Description of the task: Beginning with the first line of the material, set down each line exactly as written, up to and including the line with "impl ProfileSource for RelogDuringLookup".

Record extracts:

• • • •

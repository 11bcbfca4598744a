use std::sync::Mutex;

use super::*;
use crate::auth::Role;
use crate::config::TOKEN_STORAGE_KEY;
use crate::net::types::Profile;
use crate::session::{MemoryStorage, StorageBus};

struct FixedSource(Result<Profile, ApiError>);

impl FixedSource {
    fn role(role: &str) -> Self {
        Self(Ok(Profile { role: Some(role.to_owned()), ..Profile::default() }))
    }
}

#[async_trait::async_trait]
impl ProfileSource for FixedSource {
    async fn fetch_profile(&self, _token: &str) -> Result<Profile, ApiError> {
        self.0.clone()
    }
}

/// Replaces the session during the first lookup, answering that lookup
/// with `first` and every later one with an admin profile.
struct RelogDuringLookup {
    store: Arc<SessionStore>,
    first: Result<Profile, ApiError>,
    tokens_seen: Mutex<Vec<String>>,
}

impl RelogDuringLookup {
    fn new(store: &Arc<SessionStore>, first: Result<Profile, ApiError>) -> Self {
        Self { store: Arc::clone(store), first, tokens_seen: Mutex::new(Vec::new()) }
    }

    fn tokens_seen(&self) -> Vec<String> {
        self.tokens_seen.lock().expect("lock").clone()
    }
}

#[async_trait::async_trait]
impl ProfileSource for RelogDuringLookup {
    async fn fetch_profile(&self, token: &str) -> Result<Profile, ApiError> {
        let first_call = {
            let mut seen = self.tokens_seen.lock().expect("lock");
            seen.push(token.to_owned());
            seen.len() == 1
        };
        if first_call {
            self.store.set_token("newer-token");
            return self.first.clone();
        }
        Ok(Profile { role: Some("admin".to_owned()), ..Profile::default() })
    }
}

fn config() -> PortalConfig {
    PortalConfig::default().with_api_url("http://127.0.0.1:9")
}

fn portal(token: Option<&str>) -> Portal {
    let storage = token.map_or_else(MemoryStorage::new, |token| MemoryStorage::with_entry(TOKEN_STORAGE_KEY, token));
    Portal::new(config(), Arc::new(storage)).expect("portal")
}

fn unreachable() -> FixedSource {
    FixedSource(Err(ApiError::Transport("connection refused".to_owned())))
}

// =============================================================================
// Initial state & routing
// =============================================================================

#[test]
fn anonymous_admin_route_redirects_to_login() {
    let mut portal = portal(None);
    assert_eq!(portal.state(), &AuthState::Anonymous);
    assert_eq!(portal.navigate("/admin"), View::Screen(Screen::Login));
    assert_eq!(portal.current(), Some(Screen::Login));
}

#[test]
fn restored_token_starts_loading() {
    let mut portal = portal(Some("tok"));
    assert!(matches!(portal.state(), AuthState::Authenticating { .. }));
    assert_eq!(portal.navigate("/boletos"), View::Loading);
    assert_eq!(portal.current(), Some(Screen::Boletos));
}

#[tokio::test]
async fn admin_role_renders_admin_screen() {
    let mut portal = portal(Some("tok"));
    portal.resolve_role_with(&FixedSource::role("admin")).await;
    assert!(matches!(portal.state(), AuthState::Authenticated { role: Role::Admin, .. }));
    assert_eq!(portal.navigate("/admin/documentos"), View::Screen(Screen::AdminDocuments));
}

#[tokio::test]
async fn user_role_is_sent_back_to_boletos() {
    let mut portal = portal(Some("tok"));
    portal.resolve_role_with(&FixedSource::role("user")).await;
    assert_eq!(portal.navigate("/admin"), View::Screen(Screen::Boletos));
    assert_eq!(portal.navigate("/nowhere"), View::Screen(Screen::Boletos));
    assert_eq!(portal.navigate("/login"), View::Screen(Screen::Boletos));
}

#[tokio::test]
async fn loading_view_settles_once_role_arrives() {
    let mut portal = portal(Some("tok"));
    assert_eq!(portal.navigate("/admin"), View::Loading);
    portal.resolve_role_with(&FixedSource::role("admin")).await;
    assert_eq!(portal.view(), View::Screen(Screen::AdminDocuments));
}

// =============================================================================
// Resolution failures
// =============================================================================

#[tokio::test]
async fn rejected_token_clears_session() {
    let mut portal = portal(Some("tok"));
    let source = FixedSource(Err(ApiError::Unauthorized { detail: None }));
    assert_eq!(portal.resolve_role_with(&source).await, &AuthState::Anonymous);
    assert_eq!(portal.session().get_token(), None);
    assert_eq!(portal.navigate("/boletos"), View::Screen(Screen::Login));
}

#[tokio::test]
async fn unreachable_server_keeps_token_and_reports_unavailable() {
    let mut portal = portal(Some("tok"));
    portal.resolve_role_with(&unreachable()).await;
    assert!(matches!(portal.state(), AuthState::Unverified { .. }));
    assert_eq!(portal.session().get_token().as_deref(), Some("tok"));
    assert_eq!(portal.navigate("/boletos"), View::Unavailable(NETWORK_ERROR_MESSAGE.to_owned()));
    assert_eq!(portal.navigate("/register"), View::Screen(Screen::Register));
}

#[tokio::test]
async fn strict_mode_clears_session_on_unreachable_server() {
    let storage = Arc::new(MemoryStorage::with_entry(TOKEN_STORAGE_KEY, "tok"));
    let config = PortalConfig { strict_role_check: true, ..config() };
    let mut portal = Portal::new(config, storage).expect("portal");
    assert_eq!(portal.resolve_role_with(&unreachable()).await, &AuthState::Anonymous);
    assert_eq!(portal.session().get_token(), None);
}

#[tokio::test]
async fn stale_resolution_is_discarded_and_newer_session_resolved() {
    let mut portal = portal(Some("old-token"));
    let source = RelogDuringLookup::new(portal.session(), Ok(Profile { role: Some("user".to_owned()), ..Profile::default() }));
    portal.resolve_role_with(&source).await;

    let current = portal.session().generation();
    assert_eq!(portal.state(), &AuthState::Authenticated { role: Role::Admin, generation: current });
    assert_eq!(source.tokens_seen(), vec!["old-token".to_owned(), "newer-token".to_owned()]);
    assert_eq!(portal.navigate("/boletos"), View::Screen(Screen::Boletos));
}

#[tokio::test]
async fn rejection_for_replaced_session_does_not_clear_new_token() {
    let mut portal = portal(Some("old-token"));
    let source = RelogDuringLookup::new(portal.session(), Err(ApiError::Unauthorized { detail: None }));
    portal.resolve_role_with(&source).await;

    assert_eq!(portal.session().get_token().as_deref(), Some("newer-token"));
    assert!(matches!(portal.state(), AuthState::Authenticated { role: Role::Admin, .. }));
}

#[tokio::test]
async fn rate_limited_lookup_keeps_session() {
    let mut portal = portal(Some("tok"));
    let source = FixedSource(Err(ApiError::Rejected { status: 429, detail: None }));
    portal.resolve_role_with(&source).await;

    assert!(matches!(portal.state(), AuthState::Unverified { .. }));
    assert_eq!(portal.session().get_token().as_deref(), Some("tok"));
}

#[tokio::test]
async fn forbidden_lookup_clears_session() {
    let mut portal = portal(Some("tok"));
    let source = FixedSource(Err(ApiError::Rejected { status: 403, detail: None }));
    assert_eq!(portal.resolve_role_with(&source).await, &AuthState::Anonymous);
    assert_eq!(portal.session().get_token(), None);
}

// =============================================================================
// Session changes
// =============================================================================

#[tokio::test]
async fn cleared_session_sends_next_view_to_login() {
    let mut portal = portal(Some("tok"));
    portal.resolve_role_with(&FixedSource::role("user")).await;
    assert_eq!(portal.navigate("/boletos"), View::Screen(Screen::Boletos));

    portal.session().clear_token(ClearReason::Unauthorized);
    assert_eq!(portal.view(), View::Screen(Screen::Login));
}

#[tokio::test]
async fn logout_returns_to_login() {
    let mut portal = portal(Some("tok"));
    portal.resolve_role_with(&FixedSource::role("admin")).await;
    assert_eq!(portal.logout(), View::Screen(Screen::Login));
    assert_eq!(portal.session().get_token(), None);
    assert_eq!(portal.state(), &AuthState::Anonymous);
}

#[tokio::test]
async fn retry_while_server_still_down_stays_unavailable() {
    let mut portal = portal(Some("tok"));
    portal.resolve_role_with(&unreachable()).await;
    assert_eq!(portal.navigate("/boletos"), View::Unavailable(NETWORK_ERROR_MESSAGE.to_owned()));

    // The configured API address refuses connections.
    assert_eq!(portal.retry().await, View::Unavailable(NETWORK_ERROR_MESSAGE.to_owned()));
    assert!(matches!(portal.state(), AuthState::Unverified { .. }));
    assert_eq!(portal.session().get_token().as_deref(), Some("tok"));
}

#[tokio::test]
async fn retry_without_unverified_session_only_reevaluates_view() {
    let mut portal = portal(None);
    assert_eq!(portal.retry().await, View::Screen(Screen::Login));
}

#[tokio::test]
async fn other_tab_login_is_picked_up() {
    let storage: Arc<dyn TokenStorage> = Arc::new(MemoryStorage::new());
    let bus = StorageBus::new();
    let here = Arc::new(SessionStore::with_bus(Arc::clone(&storage), &bus));
    let there = SessionStore::with_bus(storage, &bus);
    let listener = here.spawn_bus_listener().expect("bus listener");

    let mut portal = Portal::with_session(config(), Arc::clone(&here)).expect("portal");
    assert_eq!(portal.state(), &AuthState::Anonymous);

    there.set_token("from-other-tab");
    for _ in 0..50 {
        if here.get_token().is_some() {
            break;
        }
        tokio::time::sleep(std::time::Duration::from_millis(10)).await;
    }

    assert!(portal.needs_resolution());
    assert_eq!(portal.navigate("/boletos"), View::Loading);
    portal.resolve_role_with(&FixedSource::role("user")).await;
    assert_eq!(portal.navigate("/boletos"), View::Screen(Screen::Boletos));
    assert!(!portal.needs_resolution());
    listener.abort();
}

• • • •

Your solution:
repository 11bcbfca4598744a
use std::sync::Mutex;

use super::*;
use crate::auth::Role;
use crate::config::TOKEN_STORAGE_KEY;
use crate::net::types::Profile;
use crate::session::{MemoryStorage, StorageBus};

struct FixedSource(Result<Profile, ApiError>);

impl FixedSource {
    fn role(role: &str) -> Self {
        Self(Ok(Profile { role: Some(role.to_owned()), ..Profile::default() }))
    }
}

#[async_trait::async_trait]
impl ProfileSource for FixedSource {
    async fn fetch_profile(&self, _token: &str) -> Result<Profile, ApiError> {
        self.0.clone()
    }
}

/// Replaces the session during the first lookup, answering that lookup
/// with `first` and every later one with an admin profile.
struct RelogDuringLookup {
    store: Arc<SessionStore>,
    first: Result<Profile, ApiError>,
    tokens_seen: Mutex<Vec<String>>,
}

impl RelogDuringLookup {
    fn new(store: &Arc<SessionStore>, first: Result<Profile, ApiError>) -> Self {
        Self { store: Arc::clone(store), first, tokens_seen: Mutex::new(Vec::new()) }
    }

    fn tokens_seen(&self) -> Vec<String> {
        self.tokens_seen.lock().expect("lock").clone()
    }
}

#[async_trait::async_trait]
impl ProfileSource for RelogDuringLookup {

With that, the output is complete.